→ **Work instruction**
Check each line of the entries below for the word "impl", then state how many lines have it and nothing more.

##### Data listing #####

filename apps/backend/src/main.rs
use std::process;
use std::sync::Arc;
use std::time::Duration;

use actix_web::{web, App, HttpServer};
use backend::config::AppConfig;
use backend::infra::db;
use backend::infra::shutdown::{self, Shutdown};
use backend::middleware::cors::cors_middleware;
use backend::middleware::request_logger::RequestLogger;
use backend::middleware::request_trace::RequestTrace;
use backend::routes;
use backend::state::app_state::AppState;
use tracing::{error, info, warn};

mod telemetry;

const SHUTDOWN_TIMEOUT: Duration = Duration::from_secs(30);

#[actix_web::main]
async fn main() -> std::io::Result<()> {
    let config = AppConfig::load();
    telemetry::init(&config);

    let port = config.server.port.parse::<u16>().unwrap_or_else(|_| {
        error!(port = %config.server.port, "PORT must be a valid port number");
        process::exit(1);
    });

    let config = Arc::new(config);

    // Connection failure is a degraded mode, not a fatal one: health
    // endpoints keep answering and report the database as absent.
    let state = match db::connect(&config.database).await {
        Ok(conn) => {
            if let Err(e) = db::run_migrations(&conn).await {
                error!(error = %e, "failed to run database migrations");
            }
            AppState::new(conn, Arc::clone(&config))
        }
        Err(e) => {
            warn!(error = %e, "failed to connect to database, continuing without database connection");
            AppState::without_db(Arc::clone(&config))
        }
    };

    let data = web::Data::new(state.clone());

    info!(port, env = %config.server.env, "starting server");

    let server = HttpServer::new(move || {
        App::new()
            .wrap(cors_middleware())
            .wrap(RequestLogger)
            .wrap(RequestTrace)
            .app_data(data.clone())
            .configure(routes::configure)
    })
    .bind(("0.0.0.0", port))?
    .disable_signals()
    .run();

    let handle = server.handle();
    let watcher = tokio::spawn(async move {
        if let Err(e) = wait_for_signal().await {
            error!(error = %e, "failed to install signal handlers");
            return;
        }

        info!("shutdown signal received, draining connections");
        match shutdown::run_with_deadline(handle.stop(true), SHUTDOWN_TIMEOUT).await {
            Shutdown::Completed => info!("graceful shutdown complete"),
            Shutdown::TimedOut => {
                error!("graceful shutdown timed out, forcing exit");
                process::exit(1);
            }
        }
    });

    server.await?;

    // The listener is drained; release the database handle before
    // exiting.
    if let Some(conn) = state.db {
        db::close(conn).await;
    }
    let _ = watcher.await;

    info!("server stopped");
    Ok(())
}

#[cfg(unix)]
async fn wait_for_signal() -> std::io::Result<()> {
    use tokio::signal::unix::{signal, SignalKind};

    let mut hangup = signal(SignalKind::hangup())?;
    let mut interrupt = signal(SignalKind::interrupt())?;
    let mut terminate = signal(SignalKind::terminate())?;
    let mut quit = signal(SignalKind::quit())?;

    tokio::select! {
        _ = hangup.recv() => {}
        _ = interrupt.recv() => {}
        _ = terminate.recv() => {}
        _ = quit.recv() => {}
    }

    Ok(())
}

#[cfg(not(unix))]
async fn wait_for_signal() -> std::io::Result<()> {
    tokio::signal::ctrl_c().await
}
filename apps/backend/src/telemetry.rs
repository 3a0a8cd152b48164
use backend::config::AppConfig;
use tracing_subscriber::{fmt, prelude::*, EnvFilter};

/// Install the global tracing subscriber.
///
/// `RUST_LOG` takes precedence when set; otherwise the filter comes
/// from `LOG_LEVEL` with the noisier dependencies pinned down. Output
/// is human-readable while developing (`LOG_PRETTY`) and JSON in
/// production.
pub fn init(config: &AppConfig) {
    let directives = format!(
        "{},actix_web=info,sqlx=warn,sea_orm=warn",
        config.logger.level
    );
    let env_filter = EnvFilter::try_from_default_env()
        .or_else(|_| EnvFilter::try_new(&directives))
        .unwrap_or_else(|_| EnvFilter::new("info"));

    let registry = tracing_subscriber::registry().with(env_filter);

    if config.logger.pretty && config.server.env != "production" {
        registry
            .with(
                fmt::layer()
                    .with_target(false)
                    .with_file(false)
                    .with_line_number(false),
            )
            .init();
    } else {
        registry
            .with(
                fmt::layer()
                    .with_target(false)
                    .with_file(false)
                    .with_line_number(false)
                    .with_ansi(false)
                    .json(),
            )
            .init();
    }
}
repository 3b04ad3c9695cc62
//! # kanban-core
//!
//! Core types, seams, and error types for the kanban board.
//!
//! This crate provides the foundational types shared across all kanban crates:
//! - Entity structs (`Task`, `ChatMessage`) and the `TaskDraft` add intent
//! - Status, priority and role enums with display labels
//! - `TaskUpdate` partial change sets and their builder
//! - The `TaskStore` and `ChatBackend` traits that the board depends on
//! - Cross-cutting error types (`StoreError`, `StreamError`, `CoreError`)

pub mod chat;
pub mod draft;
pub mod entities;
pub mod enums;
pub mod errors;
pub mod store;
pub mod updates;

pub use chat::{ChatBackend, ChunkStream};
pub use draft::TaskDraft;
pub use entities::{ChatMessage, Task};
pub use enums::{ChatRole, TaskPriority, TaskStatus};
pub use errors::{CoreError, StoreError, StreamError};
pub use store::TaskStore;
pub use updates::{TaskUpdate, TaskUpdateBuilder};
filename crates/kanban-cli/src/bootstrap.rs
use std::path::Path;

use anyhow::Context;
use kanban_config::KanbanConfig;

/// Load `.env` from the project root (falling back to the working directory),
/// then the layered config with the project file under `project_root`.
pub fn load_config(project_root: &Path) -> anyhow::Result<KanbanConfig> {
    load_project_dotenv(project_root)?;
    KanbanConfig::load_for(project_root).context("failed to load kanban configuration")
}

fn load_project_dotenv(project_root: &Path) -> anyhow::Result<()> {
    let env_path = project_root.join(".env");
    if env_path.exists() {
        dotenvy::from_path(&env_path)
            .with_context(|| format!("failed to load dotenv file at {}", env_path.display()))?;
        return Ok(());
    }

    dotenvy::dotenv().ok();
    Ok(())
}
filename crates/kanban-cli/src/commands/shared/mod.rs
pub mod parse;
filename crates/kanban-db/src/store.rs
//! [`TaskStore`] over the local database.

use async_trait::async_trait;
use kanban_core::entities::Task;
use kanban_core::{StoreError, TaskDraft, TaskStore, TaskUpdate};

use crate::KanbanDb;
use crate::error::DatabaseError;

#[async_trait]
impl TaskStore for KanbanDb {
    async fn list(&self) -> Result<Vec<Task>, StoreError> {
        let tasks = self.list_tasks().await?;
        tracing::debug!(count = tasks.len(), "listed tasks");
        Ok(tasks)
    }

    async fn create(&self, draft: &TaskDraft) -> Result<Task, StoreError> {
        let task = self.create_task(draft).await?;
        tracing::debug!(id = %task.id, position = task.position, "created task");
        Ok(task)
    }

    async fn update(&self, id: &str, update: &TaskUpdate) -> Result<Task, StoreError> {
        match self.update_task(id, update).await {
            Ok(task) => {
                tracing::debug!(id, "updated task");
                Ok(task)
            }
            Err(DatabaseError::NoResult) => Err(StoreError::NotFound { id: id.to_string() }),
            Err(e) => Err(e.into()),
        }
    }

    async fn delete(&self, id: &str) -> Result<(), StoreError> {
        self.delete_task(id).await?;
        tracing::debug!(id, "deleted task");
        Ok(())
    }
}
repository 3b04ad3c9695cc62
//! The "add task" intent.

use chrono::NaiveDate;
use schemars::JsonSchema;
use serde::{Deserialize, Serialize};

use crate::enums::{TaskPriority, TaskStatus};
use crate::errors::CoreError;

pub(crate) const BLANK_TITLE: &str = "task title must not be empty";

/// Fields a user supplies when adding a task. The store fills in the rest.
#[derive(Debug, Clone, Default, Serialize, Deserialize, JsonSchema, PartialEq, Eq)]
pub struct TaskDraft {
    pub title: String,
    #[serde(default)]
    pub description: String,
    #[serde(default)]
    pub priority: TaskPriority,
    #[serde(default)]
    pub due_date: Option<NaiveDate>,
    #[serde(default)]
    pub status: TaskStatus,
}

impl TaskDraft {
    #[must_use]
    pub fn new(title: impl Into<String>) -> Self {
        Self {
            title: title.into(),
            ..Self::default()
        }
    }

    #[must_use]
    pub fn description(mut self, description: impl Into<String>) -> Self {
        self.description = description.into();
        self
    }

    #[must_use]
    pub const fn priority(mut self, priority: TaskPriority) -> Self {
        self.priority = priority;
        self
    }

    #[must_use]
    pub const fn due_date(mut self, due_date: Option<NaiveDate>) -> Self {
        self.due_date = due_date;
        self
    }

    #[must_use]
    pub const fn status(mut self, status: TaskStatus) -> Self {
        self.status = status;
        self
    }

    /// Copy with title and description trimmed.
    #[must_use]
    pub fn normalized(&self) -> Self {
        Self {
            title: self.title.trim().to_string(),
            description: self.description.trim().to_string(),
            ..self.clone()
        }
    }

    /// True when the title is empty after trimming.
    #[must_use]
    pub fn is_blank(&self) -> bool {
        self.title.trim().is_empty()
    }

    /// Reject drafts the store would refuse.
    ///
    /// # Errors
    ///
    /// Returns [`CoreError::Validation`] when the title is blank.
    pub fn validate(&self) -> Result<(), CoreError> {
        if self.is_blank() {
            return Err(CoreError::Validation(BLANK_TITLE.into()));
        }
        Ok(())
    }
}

#####

→ **Response below**
4